The OFT can now impose a penalty of up to 30 per cent of a firm’s relevant turnover in standard cases, up from 10 per cent, as it tries to move on from a string of climbdowns over fine amounts.
In April, the OFT cut in half British Airways’ penalty for coordinating fuel surcharges from a record £121.5m, citing the airline’s cooperation and subsequent changes to competition law.
Criminal proceedings against BA executives were dropped in May 2010.
And last December, tobacco sellers including Imperial won a court battle to overturn charges totalling £225m.
OFT is currently probing competition within the UK petrol market and private healthcare.
Under the new rules, severe fines will be slapped on firms that commit “the most serious infringements of competition law, including hardcore cartel activity and the most serious abuses of a dominant position”.
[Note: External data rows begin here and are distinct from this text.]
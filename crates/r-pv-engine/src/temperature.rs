//! ---
//! ems_section: "08-energy-models-optimization"
//! ems_subsection: "module"
//! ems_type: "source"
//! ems_scope: "code"
//! ems_description: "Cell temperature models (SAPM and PVsyst) and their parameter tables."
//! ems_version: "v0.0.0-prealpha"
//! ems_owner: "tbd"
//! ---
//! Cell temperature models.
//!
//! Two families are supported. SAPM estimates the module back-surface
//! temperature from an exponential wind dependence and adds a conduction
//! offset; PVsyst uses a heat-loss factor split into constant and
//! wind-driven parts. Parameters are keyed by [`MountType`], a closed set,
//! so a lookup can only fail when the mount belongs to the other family.

use serde::{Deserialize, Serialize};
use strum::{Display, EnumIter, EnumString, IntoEnumIterator};

use crate::errors::{PvEngineError, Result};
use crate::model::SystemType;

#[derive(
    Debug, Clone, Copy, PartialEq, Eq, Hash, Default, Serialize, Deserialize, Display, EnumString,
)]
#[serde(rename_all = "lowercase")]
#[strum(serialize_all = "lowercase")]
pub enum TemperatureModelFamily {
    #[default]
    Sapm,
    Pvsyst,
}

#[derive(
    Debug,
    Clone,
    Copy,
    PartialEq,
    Eq,
    Hash,
    Serialize,
    Deserialize,
    Display,
    EnumString,
    EnumIter,
)]
#[serde(rename_all = "snake_case")]
#[strum(serialize_all = "snake_case")]
pub enum MountType {
    OpenRackGlassGlass,
    CloseMountGlassGlass,
    OpenRackGlassPolymer,
    InsulatedBackGlassPolymer,
    Freestanding,
    Insulated,
}

#[derive(Debug, Clone, Copy, PartialEq, Serialize, Deserialize)]
pub struct SapmParameters {
    pub a: f64,
    pub b: f64,
    pub delta_t: f64,
}

#[derive(Debug, Clone, Copy, PartialEq, Serialize, Deserialize)]
pub struct PvsystParameters {
    pub u_c: f64,
    pub u_v: f64,
}

impl MountType {
    pub fn family(self) -> TemperatureModelFamily {
        match self {
            MountType::Freestanding | MountType::Insulated => TemperatureModelFamily::Pvsyst,
            _ => TemperatureModelFamily::Sapm,
        }
    }

    pub fn sapm_parameters(self) -> Option<SapmParameters> {
        let (a, b, delta_t) = match self {
            MountType::OpenRackGlassGlass => (-3.47, -0.0594, 3.0),
            MountType::CloseMountGlassGlass => (-2.98, -0.0471, 1.0),
            MountType::OpenRackGlassPolymer => (-3.56, -0.0750, 3.0),
            MountType::InsulatedBackGlassPolymer => (-2.81, -0.0455, 0.0),
            MountType::Freestanding | MountType::Insulated => return None,
        };
        Some(SapmParameters { a, b, delta_t })
    }

    pub fn pvsyst_parameters(self) -> Option<PvsystParameters> {
        match self {
            MountType::Freestanding => Some(PvsystParameters { u_c: 29.0, u_v: 0.0 }),
            MountType::Insulated => Some(PvsystParameters { u_c: 15.0, u_v: 0.0 }),
            _ => None,
        }
    }

    /// Mount types valid for the given family, in table order.
    pub fn for_family(family: TemperatureModelFamily) -> Vec<MountType> {
        MountType::iter().filter(|m| m.family() == family).collect()
    }

    /// Parse a mount-type key, reporting unknown keys as configuration errors.
    pub fn parse_key(key: &str) -> Result<Self> {
        key.trim().parse().map_err(|_| {
            PvEngineError::Configuration(format!(
                "unknown mount type '{}'; expected one of: {}",
                key,
                MountType::iter()
                    .map(|m| m.to_string())
                    .collect::<Vec<_>>()
                    .join(", ")
            ))
        })
    }
}

impl SystemType {
    /// Default mount for this installation style under the given model family.
    pub fn default_mount(self, family: TemperatureModelFamily) -> MountType {
        match (family, self) {
            (TemperatureModelFamily::Sapm, SystemType::RoofBased) => {
                MountType::CloseMountGlassGlass
            }
            (TemperatureModelFamily::Sapm, _) => MountType::OpenRackGlassPolymer,
            (TemperatureModelFamily::Pvsyst, SystemType::RoofBased) => MountType::Insulated,
            (TemperatureModelFamily::Pvsyst, _) => MountType::Freestanding,
        }
    }
}

/// A temperature model with its coefficients bound.
#[derive(Debug, Clone, Copy, PartialEq, Serialize, Deserialize)]
#[serde(tag = "family", rename_all = "lowercase")]
pub enum TemperatureModel {
    Sapm(SapmParameters),
    Pvsyst(PvsystParameters),
}

impl TemperatureModel {
    /// Bind the coefficients for `mount` under `family`.
    pub fn resolve(family: TemperatureModelFamily, mount: MountType) -> Result<Self> {
        let model = match family {
            TemperatureModelFamily::Sapm => mount.sapm_parameters().map(TemperatureModel::Sapm),
            TemperatureModelFamily::Pvsyst => {
                mount.pvsyst_parameters().map(TemperatureModel::Pvsyst)
            }
        };
        model.ok_or_else(|| {
            PvEngineError::Configuration(format!(
                "mount type '{}' is not defined for the {} temperature model (supported: {})",
                mount,
                family,
                MountType::for_family(family)
                    .iter()
                    .map(|m| m.to_string())
                    .collect::<Vec<_>>()
                    .join(", ")
            ))
        })
    }

    pub fn family(&self) -> TemperatureModelFamily {
        match self {
            TemperatureModel::Sapm(_) => TemperatureModelFamily::Sapm,
            TemperatureModel::Pvsyst(_) => TemperatureModelFamily::Pvsyst,
        }
    }

    /// Cell temperature (°C) for ambient °C, plane-of-array W/m² and wind m/s.
    pub fn cell_temperature(&self, ambient_c: f64, irradiance_wm2: f64, wind_ms: f64) -> f64 {
        match *self {
            TemperatureModel::Sapm(SapmParameters { a, b, delta_t }) => {
                let back = irradiance_wm2 * (a + b * wind_ms).exp() + ambient_c;
                back + irradiance_wm2 / 1000.0 * delta_t
            }
            TemperatureModel::Pvsyst(PvsystParameters { u_c, u_v }) => {
                ambient_c + irradiance_wm2 / (u_c + u_v * wind_ms)
            }
        }
    }
}

/// One-shot cell temperature lookup for a mount/family pair.
pub fn cell_temperature(
    ambient_c: f64,
    irradiance_wm2: f64,
    wind_ms: f64,
    mount_type: MountType,
    family: TemperatureModelFamily,
) -> Result<f64> {
    Ok(TemperatureModel::resolve(family, mount_type)?.cell_temperature(
        ambient_c,
        irradiance_wm2,
        wind_ms,
    ))
}

#[cfg(test)]
mod tests {
    use super::*;

    const EPSILON: f64 = 1e-9;

    #[test]
    fn sapm_open_rack_glass_polymer_reference_point() {
        // E=1000, ws=1: back = 1000*exp(-3.635) + 25
        let t = cell_temperature(
            25.0,
            1000.0,
            1.0,
            MountType::OpenRackGlassPolymer,
            TemperatureModelFamily::Sapm,
        )
        .unwrap();
        let expected = 1000.0 * (-3.56f64 - 0.0750).exp() + 25.0 + 3.0;
        assert!((t - expected).abs() < EPSILON);
        assert!(t > 50.0 && t < 60.0);
    }

    #[test]
    fn pvsyst_insulated_runs_hotter_than_freestanding() {
        let free = cell_temperature(
            20.0,
            800.0,
            2.0,
            MountType::Freestanding,
            TemperatureModelFamily::Pvsyst,
        )
        .unwrap();
        let insulated = cell_temperature(
            20.0,
            800.0,
            2.0,
            MountType::Insulated,
            TemperatureModelFamily::Pvsyst,
        )
        .unwrap();
        assert!((free - (20.0 + 800.0 / 29.0)).abs() < EPSILON);
        assert!((insulated - (20.0 + 800.0 / 15.0)).abs() < EPSILON);
        assert!(insulated > free);
    }

    #[test]
    fn no_irradiance_means_ambient() {
        for mount in MountType::iter() {
            let t = cell_temperature(12.5, 0.0, 3.0, mount, mount.family()).unwrap();
            assert!((t - 12.5).abs() < EPSILON, "{mount}");
        }
    }

    #[test]
    fn mismatched_family_is_configuration_error() {
        let err = TemperatureModel::resolve(TemperatureModelFamily::Pvsyst, MountType::OpenRackGlassGlass)
            .unwrap_err();
        assert!(matches!(err, PvEngineError::Configuration(_)));
        assert!(err.to_string().contains("freestanding"));

        let err = MountType::parse_key("water_surface").unwrap_err();
        assert!(matches!(err, PvEngineError::Configuration(_)));
    }

    #[test]
    fn system_type_defaults() {
        assert_eq!(
            SystemType::RoofBased.default_mount(TemperatureModelFamily::Sapm),
            MountType::CloseMountGlassGlass
        );
        assert_eq!(
            SystemType::Floating.default_mount(TemperatureModelFamily::Sapm),
            MountType::OpenRackGlassPolymer
        );
        assert_eq!(
            SystemType::RoofBased.default_mount(TemperatureModelFamily::Pvsyst),
            MountType::Insulated
        );
        assert_eq!(
            SystemType::Agrivoltaics.default_mount(TemperatureModelFamily::Pvsyst),
            MountType::Freestanding
        );
        assert_eq!(
            MountType::parse_key("close_mount_glass_glass").unwrap(),
            MountType::CloseMountGlassGlass
        );
    }
}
OFT fines will remain below 10 per cent of a firm’s global turnover. The watchdog will also for the first time look at whether a fine is proportionate to the competition violation, and formally set out how discounts for early settlements and mitigating circumstances are applied.
Lawyers said the rule changes give welcome clarity to business, but warned that some areas remain uncertain.
“Guidance on the OFT’s approach to early resolution and settlements is overdue, and the lack of guidance should be addressed at the earliest opportunity,” said Hogan Lovells competition lawyer Christopher Hutton.